Stored items
⟨

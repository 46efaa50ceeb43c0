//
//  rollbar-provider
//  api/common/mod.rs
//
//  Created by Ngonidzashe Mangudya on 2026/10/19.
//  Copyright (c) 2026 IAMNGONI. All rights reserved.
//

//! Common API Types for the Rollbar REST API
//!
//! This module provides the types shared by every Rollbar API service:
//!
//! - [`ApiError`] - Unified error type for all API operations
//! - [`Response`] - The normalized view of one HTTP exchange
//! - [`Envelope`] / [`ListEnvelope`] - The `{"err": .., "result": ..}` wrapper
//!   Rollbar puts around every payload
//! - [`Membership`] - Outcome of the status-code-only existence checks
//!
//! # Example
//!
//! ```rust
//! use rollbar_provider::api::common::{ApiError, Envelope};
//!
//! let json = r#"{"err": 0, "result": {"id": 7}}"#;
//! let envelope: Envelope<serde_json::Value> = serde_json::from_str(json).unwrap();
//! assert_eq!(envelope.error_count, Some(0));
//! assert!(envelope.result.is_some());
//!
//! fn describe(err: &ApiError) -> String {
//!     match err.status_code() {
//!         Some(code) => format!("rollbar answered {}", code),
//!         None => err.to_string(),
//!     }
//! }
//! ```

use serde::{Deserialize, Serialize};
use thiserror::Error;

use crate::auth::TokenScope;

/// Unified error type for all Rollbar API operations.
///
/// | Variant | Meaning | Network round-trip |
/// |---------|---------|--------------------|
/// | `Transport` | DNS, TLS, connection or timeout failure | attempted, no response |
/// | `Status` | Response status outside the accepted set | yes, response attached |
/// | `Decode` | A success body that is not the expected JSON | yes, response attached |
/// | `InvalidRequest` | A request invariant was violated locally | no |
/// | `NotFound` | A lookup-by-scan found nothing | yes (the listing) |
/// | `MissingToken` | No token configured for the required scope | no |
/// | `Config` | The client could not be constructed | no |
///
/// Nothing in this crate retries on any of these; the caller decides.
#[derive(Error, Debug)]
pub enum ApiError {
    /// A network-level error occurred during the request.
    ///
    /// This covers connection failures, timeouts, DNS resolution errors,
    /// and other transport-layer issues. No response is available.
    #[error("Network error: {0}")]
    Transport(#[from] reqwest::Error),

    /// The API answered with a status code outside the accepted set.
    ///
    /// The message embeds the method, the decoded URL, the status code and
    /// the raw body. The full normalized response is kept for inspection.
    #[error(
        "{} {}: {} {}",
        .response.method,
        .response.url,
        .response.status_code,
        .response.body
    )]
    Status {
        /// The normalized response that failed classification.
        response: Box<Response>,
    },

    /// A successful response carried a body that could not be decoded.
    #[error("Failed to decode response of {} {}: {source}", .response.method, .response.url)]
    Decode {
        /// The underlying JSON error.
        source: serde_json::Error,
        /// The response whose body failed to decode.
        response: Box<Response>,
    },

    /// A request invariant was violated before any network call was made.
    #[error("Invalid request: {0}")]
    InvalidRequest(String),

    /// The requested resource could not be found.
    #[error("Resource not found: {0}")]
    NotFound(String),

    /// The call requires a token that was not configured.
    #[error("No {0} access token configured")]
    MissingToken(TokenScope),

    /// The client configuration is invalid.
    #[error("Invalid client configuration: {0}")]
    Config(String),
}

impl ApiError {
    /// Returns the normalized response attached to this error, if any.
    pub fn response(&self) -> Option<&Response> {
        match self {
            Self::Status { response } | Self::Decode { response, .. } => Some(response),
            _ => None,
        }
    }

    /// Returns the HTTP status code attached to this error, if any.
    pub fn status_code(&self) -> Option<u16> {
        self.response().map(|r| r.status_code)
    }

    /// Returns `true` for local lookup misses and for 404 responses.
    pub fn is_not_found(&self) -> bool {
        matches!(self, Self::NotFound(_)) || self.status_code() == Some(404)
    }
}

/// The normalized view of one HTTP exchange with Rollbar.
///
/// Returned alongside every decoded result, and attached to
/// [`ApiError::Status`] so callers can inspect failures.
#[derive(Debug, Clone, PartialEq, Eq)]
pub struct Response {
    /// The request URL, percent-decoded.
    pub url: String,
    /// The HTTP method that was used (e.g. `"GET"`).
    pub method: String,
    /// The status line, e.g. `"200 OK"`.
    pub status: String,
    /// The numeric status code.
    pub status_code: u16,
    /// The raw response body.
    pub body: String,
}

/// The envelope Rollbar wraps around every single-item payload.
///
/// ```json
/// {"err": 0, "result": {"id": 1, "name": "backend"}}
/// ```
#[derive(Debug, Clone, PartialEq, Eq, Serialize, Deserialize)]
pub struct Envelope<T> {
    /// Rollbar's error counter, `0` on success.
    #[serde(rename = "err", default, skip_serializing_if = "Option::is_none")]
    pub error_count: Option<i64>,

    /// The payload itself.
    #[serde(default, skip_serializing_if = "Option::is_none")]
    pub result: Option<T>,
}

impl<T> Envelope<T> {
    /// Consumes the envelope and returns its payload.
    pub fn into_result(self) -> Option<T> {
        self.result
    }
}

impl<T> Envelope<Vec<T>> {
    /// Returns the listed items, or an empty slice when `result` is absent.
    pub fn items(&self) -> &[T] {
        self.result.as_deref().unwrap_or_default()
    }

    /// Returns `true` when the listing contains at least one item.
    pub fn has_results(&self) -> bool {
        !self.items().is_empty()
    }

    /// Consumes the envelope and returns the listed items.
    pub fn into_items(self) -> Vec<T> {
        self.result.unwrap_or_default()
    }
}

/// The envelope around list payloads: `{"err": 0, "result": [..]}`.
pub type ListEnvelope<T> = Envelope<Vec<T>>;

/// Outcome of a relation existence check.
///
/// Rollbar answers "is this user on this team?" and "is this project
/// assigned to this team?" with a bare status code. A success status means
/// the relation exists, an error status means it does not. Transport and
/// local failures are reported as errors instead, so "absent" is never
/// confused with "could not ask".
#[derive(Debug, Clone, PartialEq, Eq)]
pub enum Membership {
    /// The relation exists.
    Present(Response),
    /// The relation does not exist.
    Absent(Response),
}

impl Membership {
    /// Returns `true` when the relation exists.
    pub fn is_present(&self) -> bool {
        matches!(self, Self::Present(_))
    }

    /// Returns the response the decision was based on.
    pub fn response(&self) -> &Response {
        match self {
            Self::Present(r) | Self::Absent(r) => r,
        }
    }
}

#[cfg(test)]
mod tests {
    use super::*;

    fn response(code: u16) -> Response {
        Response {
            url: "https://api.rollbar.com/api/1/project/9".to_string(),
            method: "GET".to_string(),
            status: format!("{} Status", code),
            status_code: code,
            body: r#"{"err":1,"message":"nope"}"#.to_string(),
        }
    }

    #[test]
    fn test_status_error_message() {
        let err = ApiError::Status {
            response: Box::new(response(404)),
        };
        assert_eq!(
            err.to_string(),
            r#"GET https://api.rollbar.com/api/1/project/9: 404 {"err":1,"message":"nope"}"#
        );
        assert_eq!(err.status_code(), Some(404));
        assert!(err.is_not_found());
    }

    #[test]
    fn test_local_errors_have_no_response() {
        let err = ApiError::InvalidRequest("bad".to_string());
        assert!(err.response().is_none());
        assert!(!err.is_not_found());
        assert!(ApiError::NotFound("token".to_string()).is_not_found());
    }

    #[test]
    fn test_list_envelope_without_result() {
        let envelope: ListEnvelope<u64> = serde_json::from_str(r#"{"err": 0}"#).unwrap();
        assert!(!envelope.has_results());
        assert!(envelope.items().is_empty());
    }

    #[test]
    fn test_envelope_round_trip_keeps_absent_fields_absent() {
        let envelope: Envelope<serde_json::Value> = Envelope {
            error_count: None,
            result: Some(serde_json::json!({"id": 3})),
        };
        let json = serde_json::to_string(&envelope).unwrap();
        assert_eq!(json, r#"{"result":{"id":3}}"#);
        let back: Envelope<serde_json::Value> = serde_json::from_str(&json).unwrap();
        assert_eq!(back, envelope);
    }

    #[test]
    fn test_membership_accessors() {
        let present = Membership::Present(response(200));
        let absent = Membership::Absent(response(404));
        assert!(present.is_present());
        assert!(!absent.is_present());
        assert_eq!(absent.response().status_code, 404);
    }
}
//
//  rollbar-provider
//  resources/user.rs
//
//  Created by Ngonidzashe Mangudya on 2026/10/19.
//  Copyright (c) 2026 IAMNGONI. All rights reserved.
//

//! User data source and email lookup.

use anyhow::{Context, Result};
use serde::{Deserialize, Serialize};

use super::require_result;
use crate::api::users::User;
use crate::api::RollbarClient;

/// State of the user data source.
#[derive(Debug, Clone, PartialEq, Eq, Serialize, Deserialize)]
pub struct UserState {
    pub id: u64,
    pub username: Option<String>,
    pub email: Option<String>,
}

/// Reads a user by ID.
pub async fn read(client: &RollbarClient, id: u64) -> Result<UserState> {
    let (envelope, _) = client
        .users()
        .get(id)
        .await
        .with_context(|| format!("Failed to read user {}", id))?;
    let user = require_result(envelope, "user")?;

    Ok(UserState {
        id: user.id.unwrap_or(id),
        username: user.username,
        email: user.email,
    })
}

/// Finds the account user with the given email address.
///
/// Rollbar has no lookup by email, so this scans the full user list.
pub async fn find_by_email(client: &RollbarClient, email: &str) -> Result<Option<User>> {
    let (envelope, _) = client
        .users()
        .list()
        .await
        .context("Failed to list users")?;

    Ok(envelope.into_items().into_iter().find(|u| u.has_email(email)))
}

⟩

:: Task to carry out ::
Could you transcribe the entries exactly, from the first line through the line containing "use crate::auth::TokenScope;", and give nothing more?

:: Response ::
repository 46efaa50ceeb43c0
//
//  rollbar-provider
//  api/common/mod.rs
//
//  Created by Ngonidzashe Mangudya on 2026/10/19.
//  Copyright (c) 2026 IAMNGONI. All rights reserved.
//

//! Common API Types for the Rollbar REST API
//!
//! This module provides the types shared by every Rollbar API service:
//!
//! - [`ApiError`] - Unified error type for all API operations
//! - [`Response`] - The normalized view of one HTTP exchange
//! - [`Envelope`] / [`ListEnvelope`] - The `{"err": .., "result": ..}` wrapper
//!   Rollbar puts around every payload
//! - [`Membership`] - Outcome of the status-code-only existence checks
//!
//! # Example
//!
//! ```rust
//! use rollbar_provider::api::common::{ApiError, Envelope};
//!
//! let json = r#"{"err": 0, "result": {"id": 7}}"#;
//! let envelope: Envelope<serde_json::Value> = serde_json::from_str(json).unwrap();
//! assert_eq!(envelope.error_count, Some(0));
//! assert!(envelope.result.is_some());
//!
//! fn describe(err: &ApiError) -> String {
//!     match err.status_code() {
//!         Some(code) => format!("rollbar answered {}", code),
//!         None => err.to_string(),
//!     }
//! }
//! ```

use serde::{Deserialize, Serialize};
use thiserror::Error;

use crate::auth::TokenScope;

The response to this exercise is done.